The short video sharing platform, which is developed by Beijing based ByteDance and topped 2BN downloads earlier this year, is hugely popular with teens — so you’re a lot more likely to see dancing and lipsyncing videos circulating than AI-generated high tech ‘deepfakes’. Though, of course, online disinformation has no single medium: The crux of the problem is something false passing off as true, with potentially very damaging impacts (such as when it’s targeted at elections; or bogus health information spreading during a pandemic). [...]
In another statement, TikTok’s Theo Bertram, director of its government relations & public policy team in Europe, added: “To prevent the spread of disinformation online, industry co-operation and transparency are vital, and we’re proud to sign up to the Code of Practice on Disinformation to play our part.” [...]
Platforms signed up to the Code of Practice must now provide monthly reports with greater detail about the counter measures they’re taking to tackle coronavirus fakes, it added — warning they need to back up their claims of action with more robust evidence that the steps they’re taking are actually working.
The Commission said then that TikTok was on the point of signing up.
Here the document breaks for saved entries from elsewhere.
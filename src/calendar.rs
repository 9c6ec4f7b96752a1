use std::sync::atomic::{AtomicI64, Ordering};

use chrono::{DateTime, Datelike, Duration, FixedOffset, NaiveDate, NaiveTime, Offset, Utc, Weekday};

use crate::engine::EngineError;
use crate::model::Day;

/// The facility's fixed closed days.
pub fn is_bookable_weekday(weekday: Weekday) -> bool {
    !matches!(weekday, Weekday::Sun | Weekday::Mon)
}

pub fn day_of(date: NaiveDate) -> Day {
    let weekday = date.weekday();
    Day {
        date,
        weekday: weekday.num_days_from_sunday() as u8,
        bookable: is_bookable_weekday(weekday),
    }
}

/// Expand `[start, end]` (inclusive) into one `Day` per calendar date, ascending.
pub fn build_range(start: NaiveDate, end: NaiveDate) -> Result<Vec<Day>, EngineError> {
    if start > end {
        return Err(EngineError::InvalidRange(format!(
            "start {start} is after end {end}"
        )));
    }
    Ok(start
        .iter_days()
        .take_while(|d| *d <= end)
        .map(day_of)
        .collect())
}

/// Parse an ISO calendar date (`YYYY-MM-DD`).
pub fn parse_date(s: &str) -> Result<NaiveDate, EngineError> {
    NaiveDate::parse_from_str(s.trim(), "%Y-%m-%d")
        .map_err(|e| EngineError::InvalidRange(format!("bad date {s:?}: {e}")))
}

/// Both ends of a query range, as received from a caller. Either may be absent.
pub fn parse_date_range(
    start: Option<&str>,
    end: Option<&str>,
) -> Result<(NaiveDate, NaiveDate), EngineError> {
    let start = start.ok_or(EngineError::MissingField("start"))?;
    let end = end.ok_or(EngineError::MissingField("end"))?;
    Ok((parse_date(start)?, parse_date(end)?))
}

/// Parse a wall-clock time (`HH:MM`).
pub fn parse_time(s: &str) -> Option<NaiveTime> {
    NaiveTime::parse_from_str(s.trim(), "%H:%M").ok()
}

/// Whole days from `today` to `date`; negative for the past.
pub fn days_ahead(today: NaiveDate, date: NaiveDate) -> i64 {
    (date - today).num_days()
}

/// Source of "now" in the single operating timezone.
pub trait Clock: Send + Sync {
    fn now(&self) -> DateTime<Utc>;

    fn offset(&self) -> FixedOffset;

    fn today(&self) -> NaiveDate {
        self.now().with_timezone(&self.offset()).date_naive()
    }
}

pub struct SystemClock {
    offset: FixedOffset,
}

impl SystemClock {
    /// Offsets outside ±24h fall back to UTC.
    pub fn new(utc_offset_minutes: i32) -> Self {
        let offset = FixedOffset::east_opt(utc_offset_minutes.saturating_mul(60))
            .unwrap_or_else(|| Utc.fix());
        Self { offset }
    }
}

impl Clock for SystemClock {
    fn now(&self) -> DateTime<Utc> {
        Utc::now()
    }

    fn offset(&self) -> FixedOffset {
        self.offset
    }
}

/// A clock that only moves when told to. For tests and replay tooling.
pub struct FixedClock {
    millis: AtomicI64,
    offset: FixedOffset,
}

impl FixedClock {
    pub fn at(now: DateTime<Utc>) -> Self {
        Self {
            millis: AtomicI64::new(now.timestamp_millis()),
            offset: Utc.fix(),
        }
    }

    /// Noon UTC on the given date.
    pub fn on(date: NaiveDate) -> Self {
        let noon = date.and_hms_opt(12, 0, 0).unwrap_or_default().and_utc();
        Self::at(noon)
    }

    pub fn set(&self, now: DateTime<Utc>) {
        self.millis.store(now.timestamp_millis(), Ordering::SeqCst);
    }

    pub fn advance(&self, by: Duration) {
        self.millis.fetch_add(by.num_milliseconds(), Ordering::SeqCst);
    }
}

impl Clock for FixedClock {
    fn now(&self) -> DateTime<Utc> {
        DateTime::from_timestamp_millis(self.millis.load(Ordering::SeqCst)).unwrap_or_default()
    }

    fn offset(&self) -> FixedOffset {
        self.offset
    }
}
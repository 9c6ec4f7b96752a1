use std::future::Future;
use std::io;
use std::sync::Arc;
use std::time::{Duration, Instant};

use bytes::Bytes;
use chrono::NaiveDate;
use serde::Serialize;
use tracing::{debug, warn};
use ulid::Ulid;

use crate::auth::{authorize, Capability, ClientProfile, Directory, Principal};
use crate::calendar::SystemClock;
use crate::compactor;
use crate::config::Config;
use crate::engine::{
    BookingRequest, ClosureRequest, Engine, EngineError, PackingList, ResolveOptions,
};
use crate::files::{FileStore, LocalFileStore, StoredFile};
use crate::model::*;
use crate::notify::{self, NoopNotifier, Notifier, NotifyError, WebhookNotifier};
use crate::observability::{OPERATIONS_TOTAL, OPERATION_DURATION_SECONDS, REJECTIONS_TOTAL};

/// A packing list as received from the client, not yet stored.
#[derive(Debug, Clone)]
pub struct Upload {
    pub file_name: String,
    pub bytes: Bytes,
}

#[derive(Debug, Clone)]
pub struct BookingForm {
    pub date: NaiveDate,
    pub start_time: String,
    pub container_no: String,
    pub upload: Option<Upload>,
}

#[derive(Debug, Clone, PartialEq, Eq, Serialize)]
pub struct ClientDashboard {
    pub overview: Vec<DayOverview>,
    /// Every status, newest date first.
    pub my_reservations: Vec<Reservation>,
}

/// A reservation next to its owner's contact details, for staff views.
#[derive(Debug, Clone, PartialEq, Eq, Serialize)]
pub struct ReservationListing {
    pub reservation: Reservation,
    /// `None` when the directory no longer knows the owner.
    pub client: Option<ClientProfile>,
}

#[derive(Debug, Clone, PartialEq, Eq, Serialize)]
pub struct AdminOverview {
    pub overview: Vec<DayOverview>,
    pub reservations: Vec<ReservationListing>,
}

#[derive(Debug, thiserror::Error)]
pub enum StartupError {
    #[error("storage: {0}")]
    Io(#[from] io::Error),
    #[error("notifier: {0}")]
    Notifier(#[from] NotifyError),
}

/// Record outcome and latency of one service operation.
async fn observe<T>(
    operation: &'static str,
    fut: impl Future<Output = Result<T, EngineError>>,
) -> Result<T, EngineError> {
    let start = Instant::now();
    let result = fut.await;
    let status = match &result {
        Ok(_) => "ok",
        Err(e) if e.is_rejection() => "rejected",
        Err(_) => "error",
    };
    metrics::counter!(OPERATIONS_TOTAL, "operation" => operation, "status" => status).increment(1);
    metrics::histogram!(OPERATION_DURATION_SECONDS, "operation" => operation)
        .record(start.elapsed().as_secs_f64());
    if let Err(e) = &result {
        if e.is_rejection() {
            metrics::counter!(REJECTIONS_TOTAL, "code" => e.code()).increment(1);
            debug!("{operation} rejected: {e}");
        } else {
            tracing::error!("{operation} failed: {e}");
        }
    }
    result
}

fn storage_error(e: io::Error) -> EngineError {
    EngineError::Storage(e.to_string())
}

/// The role-checked entry point for every caller. Each operation authorizes
/// once, then delegates to the engine and collaborators.
pub struct BookingService {
    engine: Arc<Engine>,
    files: Arc<dyn FileStore>,
    notifier: Arc<dyn Notifier>,
    directory: Arc<dyn Directory>,
    notify_timeout: Duration,
}

impl BookingService {
    pub fn new(
        engine: Arc<Engine>,
        files: Arc<dyn FileStore>,
        notifier: Arc<dyn Notifier>,
        directory: Arc<dyn Directory>,
    ) -> Self {
        Self {
            engine,
            files,
            notifier,
            directory,
            notify_timeout: Config::default().webhook_timeout,
        }
    }

    pub fn with_notify_timeout(mut self, timeout: Duration) -> Self {
        self.notify_timeout = timeout;
        self
    }

    /// Build the whole stack from configuration: replay the WAL, start the
    /// compactor, pick the notifier. Must run inside a Tokio runtime.
    pub fn from_config(config: &Config, directory: Arc<dyn Directory>) -> Result<Self, StartupError> {
        std::fs::create_dir_all(&config.data_dir)?;
        let clock = Arc::new(SystemClock::new(config.utc_offset_minutes));
        let engine = Arc::new(Engine::new(config.wal_path(), clock)?);

        let compactor_engine = engine.clone();
        let threshold = config.compact_threshold;
        tokio::spawn(async move {
            compactor::run_compactor(compactor_engine, threshold).await;
        });

        let notifier: Arc<dyn Notifier> = match &config.webhook_url {
            Some(url) => Arc::new(WebhookNotifier::new(url.clone(), config.webhook_timeout)?),
            None => Arc::new(NoopNotifier),
        };
        let files = Arc::new(LocalFileStore::new(config.upload_root.clone()));
        tracing::info!(
            "dockslot ready: wal {}, uploads under {}, notifications {}",
            config.wal_path().display(),
            config.upload_root.display(),
            if config.webhook_url.is_some() { "enabled" } else { "disabled" }
        );
        Ok(Self::new(engine, files, notifier, directory).with_notify_timeout(config.webhook_timeout))
    }

    pub fn engine(&self) -> &Arc<Engine> {
        &self.engine
    }

    fn grid_options(principal: &Principal) -> ResolveOptions {
        if principal.role.allows(Capability::ViewCancelledSlots) {
            ResolveOptions::ADMIN
        } else {
            ResolveOptions::CLIENT
        }
    }

    async fn with_profiles(&self, reservations: Vec<Reservation>) -> Vec<ReservationListing> {
        let mut out = Vec::with_capacity(reservations.len());
        for reservation in reservations {
            let client = self.directory.profile(reservation.user_id).await;
            out.push(ReservationListing { reservation, client });
        }
        out
    }

    // ── Reads ────────────────────────────────────────────

    /// The slot grid, rendered for the caller's role.
    pub async fn slot_overview(
        &self,
        session: Option<&Principal>,
        start: NaiveDate,
        end: NaiveDate,
    ) -> Result<Vec<DayOverview>, EngineError> {
        observe("slot_overview", async {
            let principal = authorize(session, Capability::ViewSlots)?;
            self.engine.overview(start, end, Self::grid_options(principal)).await
        })
        .await
    }

    pub async fn client_dashboard(
        &self,
        session: Option<&Principal>,
        start: NaiveDate,
        end: NaiveDate,
    ) -> Result<ClientDashboard, EngineError> {
        observe("client_dashboard", async {
            let principal = authorize(session, Capability::ViewOwnReservations)?;
            let overview = self.engine.overview(start, end, ResolveOptions::CLIENT).await?;
            let my_reservations = self.engine.reservations_for_user(principal.user_id).await;
            Ok(ClientDashboard {
                overview,
                my_reservations,
            })
        })
        .await
    }

    pub async fn admin_overview(
        &self,
        session: Option<&Principal>,
        start: NaiveDate,
        end: NaiveDate,
    ) -> Result<AdminOverview, EngineError> {
        observe("admin_overview", async {
            authorize(session, Capability::ViewCancelledSlots)?;
            let overview = self.engine.overview(start, end, ResolveOptions::ADMIN).await?;
            let reservations = self.engine.reservations_in_range(start, end).await?;
            Ok(AdminOverview {
                overview,
                reservations: self.with_profiles(reservations).await,
            })
        })
        .await
    }

    /// Every reservation in the range with its owner, for operators and admins.
    pub async fn reservations(
        &self,
        session: Option<&Principal>,
        start: NaiveDate,
        end: NaiveDate,
    ) -> Result<Vec<ReservationListing>, EngineError> {
        observe("reservations", async {
            authorize(session, Capability::ViewAllReservations)?;
            let reservations = self.engine.reservations_in_range(start, end).await?;
            Ok(self.with_profiles(reservations).await)
        })
        .await
    }

    /// The client roster, newest account first.
    pub async fn clients(
        &self,
        session: Option<&Principal>,
    ) -> Result<Vec<ClientProfile>, EngineError> {
        observe("clients", async {
            authorize(session, Capability::ViewClients)?;
            Ok(self.directory.clients().await)
        })
        .await
    }

    pub async fn closures(&self, session: Option<&Principal>) -> Result<Vec<ClosedSlot>, EngineError> {
        observe("closures", async {
            authorize(session, Capability::ViewClosures)?;
            Ok(self.engine.closures().await)
        })
        .await
    }

    /// Clients may only fetch their own; a foreign id looks missing.
    pub async fn packing_list(
        &self,
        session: Option<&Principal>,
        reservation_id: Ulid,
    ) -> Result<StoredFile, EngineError> {
        observe("packing_list", async {
            let principal = authorize(session, Capability::ViewPackingLists)?;
            let reservation = self
                .engine
                .get_reservation(&reservation_id)
                .await
                .ok_or(EngineError::NotFound(reservation_id))?;
            let sees_all = principal.role.allows(Capability::ViewAllReservations);
            if !sees_all && reservation.user_id != principal.user_id {
                return Err(EngineError::NotFound(reservation_id));
            }
            self.files
                .fetch(&reservation.packing_list)
                .await
                .map_err(|e| match e.kind() {
                    io::ErrorKind::NotFound => EngineError::NotFound(reservation_id),
                    io::ErrorKind::InvalidInput => {
                        warn!(
                            "reservation {reservation_id} has an unusable packing list reference"
                        );
                        EngineError::NotFound(reservation_id)
                    }
                    _ => storage_error(e),
                })
        })
        .await
    }

    pub async fn audit_log(&self, session: Option<&Principal>) -> Result<Vec<AuditEntry>, EngineError> {
        observe("audit_log", async {
            authorize(session, Capability::ViewLogs)?;
            Ok(self.engine.audit_log().await)
        })
        .await
    }

    pub async fn cancel_log(
        &self,
        session: Option<&Principal>,
    ) -> Result<Vec<CancelLogEntry>, EngineError> {
        observe("cancel_log", async {
            authorize(session, Capability::ViewLogs)?;
            Ok(self.engine.cancel_log().await)
        })
        .await
    }

    // ── Writes ───────────────────────────────────────────

    /// Check date and window, store the upload, run the booking guard, then
    /// notify staff without waiting. A rejected booking removes the file it stored.
    pub async fn book(
        &self,
        session: Option<&Principal>,
        form: BookingForm,
    ) -> Result<Reservation, EngineError> {
        observe("book", async {
            let user_id = authorize(session, Capability::Book)?.user_id;
            let BookingForm {
                date,
                start_time,
                container_no,
                upload,
            } = form;
            self.engine.bookable_window(date, &start_time)?;

            let packing_list = match upload {
                Some(upload) => Some(self.store_upload(user_id, upload).await?),
                None => None,
            };
            let stored = packing_list.as_ref().map(|p| p.reference.clone());
            let request = BookingRequest {
                date,
                start_time,
                container_no,
                packing_list,
            };

            match self.engine.attempt_book(request, user_id).await {
                Ok(reservation) => {
                    self.announce(&reservation).await;
                    Ok(reservation)
                }
                Err(e) => {
                    if let Some(reference) = stored {
                        self.discard_upload(&reference).await;
                    }
                    Err(e)
                }
            }
        })
        .await
    }

    async fn store_upload(&self, user_id: UserId, upload: Upload) -> Result<PackingList, EngineError> {
        let size = upload.bytes.len() as u64;
        let reference = self
            .files
            .store(user_id, &upload.file_name, upload.bytes)
            .await
            .map_err(storage_error)?;
        Ok(PackingList {
            reference,
            file_name: upload.file_name,
            size,
        })
    }

    async fn discard_upload(&self, reference: &StoredRef) {
        match self.files.remove(reference).await {
            Ok(()) => debug!("removed orphaned upload {reference}"),
            Err(e) => warn!("could not remove orphaned upload {reference}: {e}"),
        }
    }

    async fn announce(&self, reservation: &Reservation) {
        match self.directory.profile(reservation.user_id).await {
            Some(profile) => {
                let message = notify::booking_message(&profile, reservation);
                let _ = notify::dispatch(self.notifier.clone(), message, self.notify_timeout);
            }
            None => debug!(
                "no profile for user {}, skipping booking notification",
                reservation.user_id
            ),
        }
    }

    pub async fn cancel(
        &self,
        session: Option<&Principal>,
        reservation_id: Ulid,
        reason: Option<String>,
    ) -> Result<Reservation, EngineError> {
        observe("cancel", async {
            let user_id = authorize(session, Capability::Cancel)?.user_id;
            self.engine.attempt_cancel(reservation_id, reason, user_id).await
        })
        .await
    }

    pub async fn close_slot(
        &self,
        session: Option<&Principal>,
        request: ClosureRequest,
    ) -> Result<ClosedSlot, EngineError> {
        observe("close_slot", async {
            let admin_id = authorize(session, Capability::ManageClosures)?.user_id;
            self.engine.attempt_close(request, admin_id).await
        })
        .await
    }

    pub async fn open_slot(
        &self,
        session: Option<&Principal>,
        closure_id: Ulid,
        opened_reason: String,
    ) -> Result<ClosedSlot, EngineError> {
        observe("open_slot", async {
            let admin_id = authorize(session, Capability::ManageClosures)?.user_id;
            self.engine.attempt_open(closure_id, opened_reason, admin_id).await
        })
        .await
    }
}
It also said negotiations remain ongoing with Facebook-owned WhatsApp to join the code. We’ve reached out to the Commission for any update.
In the almost two years since the code came into existence EU lawmakers have made repeat warnings that tech giants are not doing enough to tackle disinformation being spread on their platforms.
Commissioners are now consulting on major reforms to foundational ecommerce rules which wrap digital services, including looking at the hot button issue of content liability and asking — more broadly — how much responsibility platforms should have for the content they amplify and monetize? A draft proposal of the Digital Services Act is slated for the end of the year."